Itongadol/Agencia AJN.- (Por Alan Schneider*, Director del B’nai B’rith World Center-Jerusalem) La maniobra diplomática audaz del primer ministro de Israel, Benjamín Netanyahu, de reconocer la independencia y el derecho a la autodeterminación del estratégicamente importante Estado de Somalilandia el 26 de diciembre —siendo el primer Estado miembro de la ONU en hacerlo y solo el segundo país en el mundo en dar este paso, después de Taiwán— provocó un terremoto geopolítico en Medio Oriente y más allá.
Hablando con el presidente de Somalilandia, Dr. Abdirahman Mohamed Abdullahi, Netanyahu firmó los papeles de reconocimiento en la víspera de su viaje a Estados Unidos para una reunión crítica con el presidente Donald Trump. El premier israelí calificó la amistad entre ambos países como “seminal e histórica” y como una gran oportunidad para expandir su cooperación en los ámbitos económico, cultural y otros. Por su parte, Abdullahi aceptó la invitación para realizar una visita oficial a Israel.
Netanyahu prometió transmitir a Trump el deseo de Somalilandia de unirse a los Acuerdos de Abraham, un paso que indicaría el reconocimiento de facto por parte de Estados Unidos como Estado independiente. Aunque Trump inicialmente se mostró renuente, posteriormente indicó que la Administración “lo estudiaría”.
Mostrando su posición de manera más explícita, Estados Unidos también defendió el derecho de Israel a reconocer a Somalilandia en una reunión especial del Consejo de Seguridad de la ONU convocada el 29 de diciembre. La embajadora adjunta de EE. UU., Tammy Bruce, declaró que Israel “tiene el mismo derecho a mantener relaciones diplomáticas que cualquier otro Estado soberano”, al mismo tiempo que criticó al Consejo de Seguridad de la ONU por sus dobles estándares al convocar una reunión de emergencia por el reconocimiento de Somalilandia mientras no lo hizo cuando varios países reconocieron un “Estado palestino inexistente” a principios de 2025.
A diferencia de otras naciones de Medio Oriente, Somalilandia —que es 99 % musulmana— disfrutó de un gobierno estable y democráticamente electo desde que se separó de Somalia en 1991, como culminación de décadas de marginación política, negligencia económica y una campaña genocida patrocinada por el Estado contra la población del norte.
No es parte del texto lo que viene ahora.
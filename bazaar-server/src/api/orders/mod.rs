//! Order API 模块

mod handler;

use axum::{
    Router,
    routing::{get, post},
};

use crate::server::AppState;

pub fn router() -> Router<AppState> {
    Router::new().nest("/api/orders", order_routes())
}

fn order_routes() -> Router<AppState> {
    Router::new()
        .route("/", post(handler::create).get(handler::list_mine))
        .route("/selling", get(handler::list_selling))
        .route("/{id}", get(handler::get_by_id))
        .route("/{id}/acknowledge", post(handler::acknowledge_payment))
        .route("/{id}/release", post(handler::release_items))
        .route("/{id}/complete", post(handler::complete))
}
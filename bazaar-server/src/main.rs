use bazaar_server::{AppState, Config};
use tower_http::cors::CorsLayer;
use tower_http::trace::TraceLayer;

#[tokio::main]
async fn main() -> anyhow::Result<()> {
    // 1. 环境变量 (.env 可选)
    dotenv::dotenv().ok();

    // 2. 加载配置并初始化日志
    let config = Config::from_env();
    bazaar_server::init_logger_with_file(config.log_level.as_deref(), config.log_dir.as_deref());

    tracing::info!(
        version = env!("CARGO_PKG_VERSION"),
        environment = %config.environment,
        "Bazaar server starting..."
    );

    // 3. 初始化状态 (store + 协作方客户端 + services)
    let state = AppState::initialize(&config)
        .map_err(|e| anyhow::anyhow!("Failed to initialize: {e}"))?;

    // 4. 启动 HTTP 服务
    let app = bazaar_server::api::router()
        .layer(TraceLayer::new_for_http())
        .layer(CorsLayer::permissive())
        .with_state(state);

    let addr = format!("0.0.0.0:{}", config.http_port);
    let listener = tokio::net::TcpListener::bind(&addr).await?;
    tracing::info!(addr = %addr, "HTTP server listening");

    axum::serve(listener, app).await?;

    Ok(())
}
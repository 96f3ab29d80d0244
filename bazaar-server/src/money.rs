//! Money calculation utilities using rust_decimal for precision
//!
//! All monetary values are `Decimal` end to end (serialized as decimal
//! strings) and rounded to 2 decimal places half-up at every computation
//! boundary. Floats never touch a monetary field.

use rust_decimal::prelude::*;

use crate::utils::{ServiceError, ServiceResult};

/// Rounding strategy for monetary values (2 decimal places, half-up)
const DECIMAL_PLACES: u32 = 2;

/// Maximum allowed amount per line / payment / withdrawal (1,000,000)
pub const MAX_AMOUNT: Decimal = Decimal::from_parts(1_000_000, 0, 0, false, 0);

/// Maximum allowed quantity per cart line / order line
pub const MAX_QUANTITY: i32 = 9999;

/// Round a monetary value to 2 decimal places (half-up)
pub fn round_money(value: Decimal) -> Decimal {
    value.round_dp_with_strategy(DECIMAL_PLACES, RoundingStrategy::MidpointAwayFromZero)
}

/// Per-line amount: unit price × quantity, rounded
pub fn line_total(unit_price: Decimal, quantity: i32) -> Decimal {
    round_money(unit_price * Decimal::from(quantity))
}

/// Validate a monetary amount: strictly positive, within bounds
pub fn validate_amount(amount: Decimal, field: &str) -> ServiceResult<()> {
    if amount <= Decimal::ZERO {
        return Err(ServiceError::InvalidArgument(format!(
            "{} must be positive, got {}",
            field, amount
        )));
    }
    if amount > MAX_AMOUNT {
        return Err(ServiceError::InvalidArgument(format!(
            "{} exceeds maximum allowed ({}), got {}",
            field, MAX_AMOUNT, amount
        )));
    }
    Ok(())
}

/// Validate a unit price: non-negative, within bounds
pub fn validate_price(price: Decimal, field: &str) -> ServiceResult<()> {
    if price < Decimal::ZERO {
        return Err(ServiceError::InvalidArgument(format!(
            "{} must be non-negative, got {}",
            field, price
        )));
    }
    if price > MAX_AMOUNT {
        return Err(ServiceError::InvalidArgument(format!(
            "{} exceeds maximum allowed ({}), got {}",
            field, MAX_AMOUNT, price
        )));
    }
    Ok(())
}

/// Validate a quantity: positive, within bounds
pub fn validate_quantity(quantity: i32) -> ServiceResult<()> {
    if quantity <= 0 {
        return Err(ServiceError::InvalidArgument(format!(
            "quantity must be positive, got {}",
            quantity
        )));
    }
    if quantity > MAX_QUANTITY {
        return Err(ServiceError::InvalidArgument(format!(
            "quantity exceeds maximum allowed ({}), got {}",
            MAX_QUANTITY, quantity
        )));
    }
    Ok(())
}

#[cfg(test)]
mod tests {
    use super::*;

    fn dec(s: &str) -> Decimal {
        s.parse().unwrap()
    }

    #[test]
    fn test_round_money_half_up() {
        assert_eq!(round_money(dec("1.005")), dec("1.01"));
        assert_eq!(round_money(dec("1.004")), dec("1.00"));
        assert_eq!(round_money(dec("10")), dec("10"));
    }

    #[test]
    fn test_line_total() {
        assert_eq!(line_total(dec("30.00"), 2), dec("60.00"));
        assert_eq!(line_total(dec("0.10"), 3), dec("0.30"));
    }

    #[test]
    fn test_validate_amount_rejects_zero_and_negative() {
        assert!(validate_amount(Decimal::ZERO, "amount").is_err());
        assert!(validate_amount(dec("-5"), "amount").is_err());
        assert!(validate_amount(dec("5"), "amount").is_ok());
    }

    #[test]
    fn test_validate_amount_rejects_out_of_bounds() {
        assert!(validate_amount(dec("1000001"), "amount").is_err());
        assert!(validate_amount(MAX_AMOUNT, "amount").is_ok());
    }

    #[test]
    fn test_validate_quantity_bounds() {
        assert!(validate_quantity(0).is_err());
        assert!(validate_quantity(-1).is_err());
        assert!(validate_quantity(1).is_ok());
        assert!(validate_quantity(MAX_QUANTITY).is_ok());
        assert!(validate_quantity(MAX_QUANTITY + 1).is_err());
    }
}
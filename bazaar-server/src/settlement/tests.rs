use super::*;
use crate::models::{
    Account, DeliveryAddress, EntryDirection, EntryStatus, Order, OrderItem, OrderStatus,
    PaymentMethod,
};
use rust_decimal::Decimal;

fn dec(s: &str) -> Decimal {
    s.parse().unwrap()
}

fn create_test_service() -> (SettlementService, Arc<MarketStore>) {
    let store = Arc::new(MarketStore::open_in_memory().unwrap());
    (SettlementService::new(store.clone()), store)
}

fn seed_account(store: &MarketStore, user_id: &str) {
    let txn = store.begin_write().unwrap();
    store
        .put_account_txn(&txn, &Account::new(user_id, 0))
        .unwrap();
    store.commit(txn).unwrap();
}

/// Buyer cart scenario from the storefront: Product A ($30 × 2, seller-1)
/// and Product B ($10 × 1, seller-2), total 70
fn seed_two_seller_order(store: &MarketStore) -> Order {
    let order = Order::new(
        "buyer-1",
        vec![
            OrderItem::new("prod-a", "Product A", "seller-1", 2, dec("30")),
            OrderItem::new("prod-b", "Product B", "seller-2", 1, dec("10")),
        ],
        DeliveryAddress::default(),
        PaymentMethod::BankTransfer,
        0,
    );
    let txn = store.begin_write().unwrap();
    store.put_order_txn(&txn, &order).unwrap();
    store.index_order_txn(&txn, &order).unwrap();
    store.commit(txn).unwrap();
    order
}

#[test]
fn test_acknowledge_received_credits_every_seller() {
    let (settlement, store) = create_test_service();
    seed_account(&store, "seller-1");
    seed_account(&store, "seller-2");
    let order = seed_two_seller_order(&store);

    let settled = settlement
        .acknowledge_payment(&order.id, true, "admin-1")
        .unwrap();

    assert_eq!(settled.payment_status, PaymentStatus::Completed);
    assert_eq!(settled.status, OrderStatus::Paid);

    let s1 = store.get_account("seller-1").unwrap().unwrap();
    let s2 = store.get_account("seller-2").unwrap().unwrap();
    assert_eq!(s1.balance, dec("60"));
    assert_eq!(s2.balance, dec("10"));

    let entries_s1 = store.ledger_entries_for_user("seller-1").unwrap();
    assert_eq!(entries_s1.len(), 1);
    assert_eq!(entries_s1[0].direction, EntryDirection::Credit);
    assert_eq!(entries_s1[0].status, EntryStatus::Completed);
    assert_eq!(entries_s1[0].amount, dec("60"));
    assert_eq!(entries_s1[0].completed_by.as_deref(), Some("admin-1"));
    assert_eq!(entries_s1[0].order_id.as_deref(), Some(order.id.as_str()));

    let entries_s2 = store.ledger_entries_for_user("seller-2").unwrap();
    assert_eq!(entries_s2.len(), 1);
    assert_eq!(entries_s2[0].amount, dec("10"));
}

#[test]
fn test_acknowledge_not_received_leaves_balances_untouched() {
    let (settlement, store) = create_test_service();
    seed_account(&store, "seller-1");
    seed_account(&store, "seller-2");
    let order = seed_two_seller_order(&store);

    let settled = settlement
        .acknowledge_payment(&order.id, false, "admin-1")
        .unwrap();

    assert_eq!(settled.payment_status, PaymentStatus::Failed);
    assert_eq!(settled.status, OrderStatus::Rejected);

    assert_eq!(
        store.get_account("seller-1").unwrap().unwrap().balance,
        Decimal::ZERO
    );
    assert_eq!(
        store.get_account("seller-2").unwrap().unwrap().balance,
        Decimal::ZERO
    );

    // The failed attempt is still recorded in the ledger
    let entries = store.ledger_entries_for_user("seller-1").unwrap();
    assert_eq!(entries.len(), 1);
    assert_eq!(entries[0].status, EntryStatus::Failed);
}

#[test]
fn test_reacknowledgement_is_rejected() {
    let (settlement, store) = create_test_service();
    seed_account(&store, "seller-1");
    seed_account(&store, "seller-2");
    let order = seed_two_seller_order(&store);

    settlement
        .acknowledge_payment(&order.id, true, "admin-1")
        .unwrap();

    let err = settlement
        .acknowledge_payment(&order.id, true, "admin-1")
        .unwrap_err();
    assert!(matches!(err, ServiceError::InvalidState(_)));

    // No double credit
    assert_eq!(
        store.get_account("seller-1").unwrap().unwrap().balance,
        dec("60")
    );
    assert_eq!(store.ledger_entries_for_user("seller-1").unwrap().len(), 1);
}

#[test]
fn test_missing_seller_account_aborts_whole_settlement() {
    let (settlement, store) = create_test_service();
    // Three sellers, the middle one has no account
    seed_account(&store, "seller-1");
    seed_account(&store, "seller-3");

    let order = Order::new(
        "buyer-1",
        vec![
            OrderItem::new("prod-a", "Product A", "seller-1", 2, dec("30")),
            OrderItem::new("prod-b", "Product B", "seller-2", 1, dec("10")),
            OrderItem::new("prod-c", "Product C", "seller-3", 1, dec("5")),
        ],
        DeliveryAddress::default(),
        PaymentMethod::BankTransfer,
        0,
    );
    let txn = store.begin_write().unwrap();
    store.put_order_txn(&txn, &order).unwrap();
    store.index_order_txn(&txn, &order).unwrap();
    store.commit(txn).unwrap();

    let err = settlement
        .acknowledge_payment(&order.id, true, "admin-1")
        .unwrap_err();
    match err {
        ServiceError::NotFound(msg) => assert!(msg.contains("seller-2"), "got: {msg}"),
        other => panic!("expected NotFound, got {other:?}"),
    }

    // Full rollback: no entries, no balance change, order untouched
    for seller in ["seller-1", "seller-3"] {
        assert_eq!(
            store.get_account(seller).unwrap().unwrap().balance,
            Decimal::ZERO
        );
        assert!(store.ledger_entries_for_user(seller).unwrap().is_empty());
    }
    let reloaded = store.get_order(&order.id).unwrap().unwrap();
    assert_eq!(reloaded.payment_status, PaymentStatus::Pending);
    assert_eq!(reloaded.status, OrderStatus::Pending);

    // Once the account exists the same call succeeds
    seed_account(&store, "seller-2");
    settlement
        .acknowledge_payment(&order.id, true, "admin-1")
        .unwrap();
    assert_eq!(
        store.get_account("seller-1").unwrap().unwrap().balance,
        dec("60")
    );
    assert_eq!(
        store.get_account("seller-3").unwrap().unwrap().balance,
        dec("5")
    );
}

#[test]
fn test_unknown_order_is_not_found() {
    let (settlement, _) = create_test_service();
    assert!(matches!(
        settlement
            .acknowledge_payment("missing", true, "admin-1")
            .unwrap_err(),
        ServiceError::NotFound(_)
    ));
}

#[test]
fn test_multiple_lines_same_seller_credit_once_per_line() {
    let (settlement, store) = create_test_service();
    seed_account(&store, "seller-1");

    let order = Order::new(
        "buyer-1",
        vec![
            OrderItem::new("prod-a", "Product A", "seller-1", 1, dec("12.50")),
            OrderItem::new("prod-c", "Product C", "seller-1", 3, dec("4.00")),
        ],
        DeliveryAddress::default(),
        PaymentMethod::Crypto,
        0,
    );
    let txn = store.begin_write().unwrap();
    store.put_order_txn(&txn, &order).unwrap();
    store.commit(txn).unwrap();

    settlement
        .acknowledge_payment(&order.id, true, "admin-1")
        .unwrap();

    // One credit entry per line, balance is their sum
    let entries = store.ledger_entries_for_user("seller-1").unwrap();
    assert_eq!(entries.len(), 2);
    let account = store.get_account("seller-1").unwrap().unwrap();
    assert_eq!(account.balance, dec("24.50"));
}

#[test]
fn test_ledger_conservation_across_settlements() {
    let (settlement, store) = create_test_service();
    seed_account(&store, "seller-1");
    seed_account(&store, "seller-2");

    for received in [true, false, true] {
        let order = seed_two_seller_order(&store);
        settlement
            .acknowledge_payment(&order.id, received, "admin-1")
            .unwrap();
    }

    // balance == Σ completed credits − Σ completed debits, for every account
    for seller in ["seller-1", "seller-2"] {
        let account = store.get_account(seller).unwrap().unwrap();
        let entries = store.ledger_entries_for_user(seller).unwrap();
        let expected: Decimal = entries
            .iter()
            .filter(|e| e.status == EntryStatus::Completed)
            .map(|e| match e.direction {
                EntryDirection::Credit => e.amount,
                EntryDirection::Debit => -e.amount,
            })
            .sum();
        assert_eq!(account.balance, expected, "conservation broken for {seller}");
    }
}
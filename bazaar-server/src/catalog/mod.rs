//! External collaborator seams
//!
//! The settlement core consumes, and never reimplements, the platform's
//! catalog, identity, and media services. Each seam is a trait; production
//! wiring uses the HTTP clients in [`http`], tests and local development use
//! the in-memory implementations in [`memory`].

pub mod http;
pub mod memory;

use async_trait::async_trait;
use rust_decimal::Decimal;
use serde::{Deserialize, Serialize};
use std::path::Path;
use thiserror::Error;

use crate::utils::ServiceError;

/// Collaborator transport/protocol failure
///
/// Not-found is modeled as `Ok(None)` on the lookup traits; this error is
/// reserved for the service being unreachable or speaking garbage.
#[derive(Debug, Error)]
pub enum CollaboratorError {
    #[error("Transport error: {0}")]
    Transport(String),

    #[error("Decode error: {0}")]
    Decode(String),
}

impl From<CollaboratorError> for ServiceError {
    fn from(err: CollaboratorError) -> Self {
        ServiceError::Collaborator(err.to_string())
    }
}

/// Product as the catalog service reports it
#[derive(Debug, Clone, Serialize, Deserialize)]
pub struct ProductInfo {
    pub id: String,
    pub title: String,
    pub price: Decimal,
    pub seller_id: String,
    #[serde(default)]
    pub images: Vec<String>,
}

/// Platform role as the identity service reports it
#[derive(Debug, Clone, Copy, Serialize, Deserialize, PartialEq, Eq)]
#[serde(rename_all = "snake_case")]
pub enum UserRole {
    User,
    Admin,
}

/// User as the identity service reports it
#[derive(Debug, Clone, Serialize, Deserialize)]
pub struct UserInfo {
    pub id: String,
    pub role: UserRole,
    pub is_kyc_verified: bool,
}

/// Product catalog lookup
#[async_trait]
pub trait Catalog: Send + Sync {
    async fn product_by_id(
        &self,
        product_id: &str,
    ) -> Result<Option<ProductInfo>, CollaboratorError>;
}

/// User identity lookup
#[async_trait]
pub trait Identity: Send + Sync {
    async fn user_by_id(&self, user_id: &str) -> Result<Option<UserInfo>, CollaboratorError>;
}

/// Object storage for payment proof images; only the returned URL is kept
#[async_trait]
pub trait MediaStore: Send + Sync {
    async fn upload_image(&self, local_path: &Path) -> Result<String, CollaboratorError>;
}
La importancia estratégica de Somalilandia es evidente con un vistazo al mapa de Medio Oriente: justo frente al golfo de Adén, controlado por los Hutíes en Yemen, y en la entrada del estrecho de Bab-el-Mandeb, uno de los “cuellos de botella” marítimos más vitales del mundo, que sirve como enlace esencial entre el océano Índico y el mar Mediterráneo a través del canal de Suez. Somalilandia también goza de cierto grado de protección geográfica, separada de Somalia por la región autónoma de Puntlandia y por Etiopía.
El movimiento de Israel fue duramente criticado por muchos Estados de la región, incluidos Arabia Saudita, Egipto, Turquía, Yibuti y la Unión Africana. Sin embargo, cuenta con el apoyo de dos de los aliados más cercanos de Israel en la región: Emiratos Árabes Unidos y Etiopía, este último país sin salida al mar que firmó un memorando de entendimiento con Somalilandia en 2024 para un puerto y acceso al golfo de Adén, aunque aún no se implementó debido a disputas con Somalia y la UA.
Se espera que la presencia israelí en Somalilandia pueda fortalecer la postura defensiva de Israel frente a los Hutíes, que atacaron Israel con más de 400 misiles balísticos y otros proyectiles desde su contraataque a Hamás en octubre de 2023. El movimiento israelí también está siendo considerado por expertos en política exterior como un jaque mate a su rival Turquía, que construyó una base militar importante en Somalia como parte de su expansión neo-otomana bajo el presidente Erdogan. Queda por verse si la estrategia de Israel con Somalilandia reducirá las amenazas estratégicas que enfrenta y permitirá proyectar aún más la influencia del país en la región.
La B’nai B’rith debería considerar desempeñar su papel tradicional de apoyo a esta amistad recién establecida mediante un proyecto humanitario en Somalilandia en nombre del pueblo judío.
*Alan Schneider es director del B’nai B’rith World Center en Jerusalem, que sirve como el centro de las actividades de B’nai B’rith International en Israel. El World Center es el vínculo clave entre Israel y los miembros y simpatizantes de la B’nai B’rith en todo el mundo.